PROJECT SUMMARY / ABSTRACT
Identification of targeted therapies for chronic obstructive pulmonary disease (COPD), a leading cause of
morbidity and mortality in the United States and globally, has lagged other lung diseases. Eosinophil count,
which has been a good biomarker for identifying type-2 inflammation and response to monoclonal therapies in
asthma has proven to be less beneficial in COPD with unclear molecular mechanism. Since COPD is a
heterogenous disease marked by systemic inflammation and high comorbidity burden it is critical that the
impact of dysfunctional platelets, which act as immune and inflammatory cells, is considered in the mechanistic
pathway of type-2 inflammation and eosinophil activation.
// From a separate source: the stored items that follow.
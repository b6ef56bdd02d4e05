//! Uniform fallible-error channel for the whole pipeline.
//!
//! Every fatal condition described in spec §7 becomes an `ErrorKind` variant.
//! Warnings (duplicate globals, overflow rebasing, unhandled AST nodes in
//! non-strict mode) are *not* modeled here — they go through `log::warn!`
//! instead, since the caller reads them off the normal logging sink rather
//! than a bespoke diagnostic collector.

use crate::location::CodeLocation;

error_chain::error_chain! {
    foreign_links {
        Io(std::io::Error);
    }

    errors {
        /// From the parser, with an exact source location.
        Syntax(msg: String, loc: Option<CodeLocation>) {
            description("syntax error")
            display("syntax error: {}{}", msg, display_loc(loc))
        }
        /// A cross-type name collision (e.g. `piece foo;` then `static-var foo;`).
        DuplicateName(name: String, new_kind: &'static str, existing_kind: &'static str, loc: Option<CodeLocation>) {
            description("duplicate name")
            display(
                "invalid declaration of {} \"{}\", name is already being used by a {} declaration{}",
                new_kind, name, existing_kind, display_loc(loc)
            )
        }
        /// Name was never registered.
        UndefinedName(name: String, loc: Option<CodeLocation>) {
            description("undefined name")
            display("name \"{}\" has not been defined{}", name, display_loc(loc))
        }
        /// Assignment to a piece or function name.
        IllegalAssignment(name: String, kind: &'static str, loc: Option<CodeLocation>) {
            description("illegal assignment")
            display("illegal assignment to {} \"{}\"{}", kind, name, display_loc(loc))
        }
        /// `PLAY_SOUND` statement, `for`-loops, and similar.
        Unsupported(what: String, loc: Option<CodeLocation>) {
            description("unsupported construct")
            display("unsupported construct: {}{}", what, display_loc(loc))
        }
        /// Constant value does not fit in a signed/unsigned 32-bit slot.
        NumericOverflow(literal: String, loc: Option<CodeLocation>) {
            description("numeric overflow")
            display("constant {} does not fit in a 32-bit int{}", literal, display_loc(loc))
        }
        /// Unhandled AST node kind reached the lowerer in strict mode.
        InternalError(what: String, loc: Option<CodeLocation>) {
            description("internal compiler error")
            display("INTERNAL COMPILER ERROR: {}{}", what, display_loc(loc))
        }
        /// Preprocessor-level failure (bad `#include`, recursive include, malformed directive).
        Preprocessor(msg: String, loc: Option<CodeLocation>) {
            description("preprocessor error")
            display("preprocessor error: {}{}", msg, display_loc(loc))
        }
        /// Malformed or unsupported object-file container.
        ObjectFile(msg: String) {
            description("object file error")
            display("object file error: {}", msg)
        }
    }
}

fn display_loc(loc: &Option<CodeLocation>) -> String {
    match loc {
        Some(l) => format!(" ({})", l),
        None => String::new(),
    }
}
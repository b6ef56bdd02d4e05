//! AST-to-bytecode lowering (spec §4.5): walks the typed AST and emits the
//! 32-bit-word code buffer the object file carries, back-patching jump
//! targets once they're known.
//!
//! Grounded on `original_source/cob/compiler/cob_compiler.py`'s
//! `CobCompiler._handle_node` dispatch, reshaped here as an exhaustive
//! `match` over the tagged [`ast`] enums rather than a per-node-class
//! virtual dispatch (Design Notes §9).

use crate::ast::*;
use crate::config::CompileOptions;
use crate::errors::{ErrorKind, Result};
use crate::objfile::{CompiledFunction, ObjectFile};
use crate::opcodes::{op, opcode_for_binary_op, opcode_for_keyword, opcode_for_unary_op, reverses_args, Word};
use crate::parser::tree::ParseArena;
use crate::registry::{NameRegistry, NameType};

pub fn compile_file(file: &File, arena: &ParseArena, options: &CompileOptions) -> Result<ObjectFile> {
    let mut registry = NameRegistry::new();

    // Pass 1: register every global name (pieces, static vars, functions)
    // before lowering any function body, so forward references resolve.
    for decl in &file.declarations {
        match decl {
            Decl::Piece(names) => {
                for name in names {
                    registry.register(name, NameType::Piece, loc_of(arena, name.parser_node))?;
                }
            }
            Decl::StaticVar(names) => {
                for name in names {
                    registry.register(name, NameType::Static, loc_of(arena, name.parser_node))?;
                }
            }
            Decl::Func(f) => {
                registry.register(&f.name, NameType::Function, loc_of(arena, f.name.parser_node))?;
            }
        }
    }

    let static_var_count = registry.count(NameType::Static);

    let mut lowerer = Lowerer { arena, registry: &mut registry, options, code: Vec::new() };
    let mut functions = Vec::new();
    for decl in &file.declarations {
        if let Decl::Func(f) = decl {
            let entry_offset = lowerer.code.len() as u32;
            lowerer.lower_func(f)?;
            functions.push(CompiledFunction { name: f.name.text.clone(), entry_offset });
        }
    }

    debug_assert!(
        !lowerer.code.contains(&op::BAD_OP_PLACEHOLDER),
        "BAD_OP_PLACEHOLDER leaked into final code buffer"
    );

    let piece_names = pieces_in_order(file);

    Ok(ObjectFile { functions, piece_names, static_var_count, code: lowerer.code })
}

fn pieces_in_order(file: &File) -> Vec<String> {
    file.declarations
        .iter()
        .filter_map(|d| match d {
            Decl::Piece(names) => Some(names),
            _ => None,
        })
        .flatten()
        .map(|n| n.text.clone())
        .collect()
}

fn loc_of(arena: &ParseArena, node: Option<crate::parser::tree::ParseNodeId>) -> Option<crate::location::CodeLocation> {
    crate::diagnostics::location_of(arena, node)
}

struct Lowerer<'a> {
    arena: &'a ParseArena,
    registry: &'a mut NameRegistry,
    options: &'a CompileOptions,
    code: Vec<Word>,
}
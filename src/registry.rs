//! Scoped name registry (spec §4.4): tracks every piece, static variable,
//! function, and local/argument name, with per-kind index spaces so the
//! lowerer can emit the right operand for a `PUSH_LOCAL_VAR`/`PUSH_STATIC`.
//!
//! Grounded on `original_source/cob/compiler/name_registry.py`.

use std::collections::HashMap;

use crate::ast::Name;
use crate::errors::{ErrorKind, Result};
use crate::location::CodeLocation;

#[derive(Debug, Clone, Copy, PartialEq, Eq, Hash)]
pub enum NameType {
    Static,
    Local,
    Piece,
    Function,
    Arg,
}

impl NameType {
    fn label(self) -> &'static str {
        match self {
            NameType::Static => "static-var",
            NameType::Local => "local var",
            NameType::Piece => "piece",
            NameType::Function => "function",
            NameType::Arg => "argument",
        }
    }

    /// Local and argument names share one contiguous index space, since both
    /// occupy slots on the same per-call stack frame.
    fn index_space(self) -> NameType {
        match self {
            NameType::Local => NameType::Arg,
            other => other,
        }
    }
}

#[derive(Debug, Clone)]
struct Entry {
    name_type: NameType,
    index: u32,
}

#[derive(Debug, Default)]
pub struct NameRegistry {
    entries: HashMap<String, Entry>,
    counts: HashMap<NameType, u32>,
}

impl NameRegistry {
    pub fn new() -> Self {
        NameRegistry::default()
    }

    /// Registers `name` as `name_type`, returning its index within that
    /// kind's space. A same-kind re-declaration of a STATIC or PIECE name
    /// is a warning (first declaration wins); any cross-kind collision is a
    /// hard error.
    pub fn register(&mut self, name: &Name, name_type: NameType, loc: Option<CodeLocation>) -> Result<u32> {
        let key = name.lowered();
        if let Some(existing) = self.entries.get(&key) {
            if existing.name_type == name_type {
                log::warn!(
                    "duplicate {} declaration \"{}\" ignored, first declaration kept{}",
                    name_type.label(),
                    name.text,
                    loc.as_ref().map(|l| format!(" ({})", l)).unwrap_or_default()
                );
                return Ok(existing.index);
            }
            return Err(ErrorKind::DuplicateName(
                name.text.clone(),
                name_type.label(),
                existing.name_type.label(),
                loc,
            )
            .into());
        }

        let space = name_type.index_space();
        let index = *self.counts.get(&space).unwrap_or(&0);
        self.counts.insert(space, index + 1);
        self.entries.insert(key, Entry { name_type, index });
        Ok(index)
    }

    pub fn lookup(&self, name: &Name, loc: Option<CodeLocation>) -> Result<(NameType, u32)> {
        self.entries
            .get(&name.lowered())
            .map(|e| (e.name_type, e.index))
            .ok_or_else(|| ErrorKind::UndefinedName(name.text.clone(), loc).into())
    }

    pub fn count(&self, name_type: NameType) -> u32 {
        *self.counts.get(&name_type.index_space()).unwrap_or(&0)
    }

    /// Drops every LOCAL/ARG entry (and resets their shared counter) between
    /// functions, since each function gets a fresh stack frame.
    pub fn clear_local_names(&mut self) {
        self.entries.retain(|_, e| !matches!(e.name_type, NameType::Local | NameType::Arg));
        self.counts.remove(&NameType::Arg);
    }
}

#[cfg(test)]
mod tests {
    use super::*;

    #[test]
    fn duplicate_static_is_warning_not_error() {
        let mut reg = NameRegistry::new();
        let n = Name::new("Foo", None);
        assert_eq!(reg.register(&n, NameType::Static, None).unwrap(), 0);
        assert_eq!(reg.register(&n, NameType::Static, None).unwrap(), 0);
    }

    #[test]
    fn cross_kind_collision_is_error() {
        let mut reg = NameRegistry::new();
        let n = Name::new("Foo", None);
        reg.register(&n, NameType::Piece, None).unwrap();
        let err = reg.register(&n, NameType::Static, None).unwrap_err();
        assert!(err.to_string().contains("already being used"));
    }

    #[test]
    fn lookup_is_case_insensitive() {
        let mut reg = NameRegistry::new();
        reg.register(&Name::new("Foo", None), NameType::Piece, None).unwrap();
        let (kind, idx) = reg.lookup(&Name::new("FOO", None), None).unwrap();
        assert_eq!(kind, NameType::Piece);
        assert_eq!(idx, 0);
    }

    #[test]
    fn local_and_arg_share_contiguous_space() {
        let mut reg = NameRegistry::new();
        reg.register(&Name::new("a", None), NameType::Arg, None).unwrap();
        reg.register(&Name::new("b", None), NameType::Arg, None).unwrap();
        let idx = reg.register(&Name::new("c", None), NameType::Local, None).unwrap();
        assert_eq!(idx, 2);
    }

    #[test]
    fn undefined_lookup_errors() {
        let reg = NameRegistry::new();
        assert!(reg.lookup(&Name::new("nope", None), None).is_err());
    }
}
Mounting evidence suggests that the magnitude of
platelet activation, independent of cardiovascular comorbidity, is associated with respiratory outcomes in
COPD. Activated platelets conjugate to eosinophils which leads to eosinophil activation and translocation into
the lung tissue. Understanding the role of platelet-eosinophil conjugates in COPD morbidity and associations
between platelet activation and eosinophil activity would enhance understanding of underlying mechanisms for
type-2 inflammation in COPD and lead to novel therapeutic options. To elucidate the association of activated
platelets with eosinophils in COPD we will directly measure platelet-eosinophil conjugates and eosinophil
activation using flow cytometry in 50 individuals with COPD without overt or subclinical cardiovascular disease
co-enrolled in the ongoing study "Platelet Activation Pathways and Respiratory Morbidity in COPD" (NHLBI
K23HL151758). We hypothesize that a higher proportion of platelet-eosinophil conjugates and activated
platelets as measured by flow cytometry will be associated with disease severity, worse respiratory symptoms,
higher proportion of circulating activated eosinophils, and more type-2 inflammation. Platelet-eosinophil
conjugates will be identified in whole blood as cells simultaneously expressing eosinophil (CCR3) and platelet
(CD42a or P-selectin) surface markers in unstimulated and agonist-stimulated samples while activated
eosinophils will be distinguished as those expressing CD69, CD63, CD29, or CD18. Proportion of activated
platelets will be identified in platelet rich plasma before and after in vitro stimulation as part of the K23 study as
those expressing P-selectin, CD63, CD40L, or PAC1. Completion of the proposed aims will elucidate the role
of platelet-eosinophil conjugates and associations of activated platelets with eosinophil activation which will
inform future pathway-specific mechanistic and interventional studies toward the ultimate goal of personalized
therapy for COPD. The proposed study uses the infrastructure and refined laboratory protocols created as part
of the K23 study to investigate the role of activated platelets with eosinophils. A more refined understanding of
the mechanisms through which eosinophils are associated with COPD morbidity could potentially reveal more
broadly applicable endotypes for targeted therapy.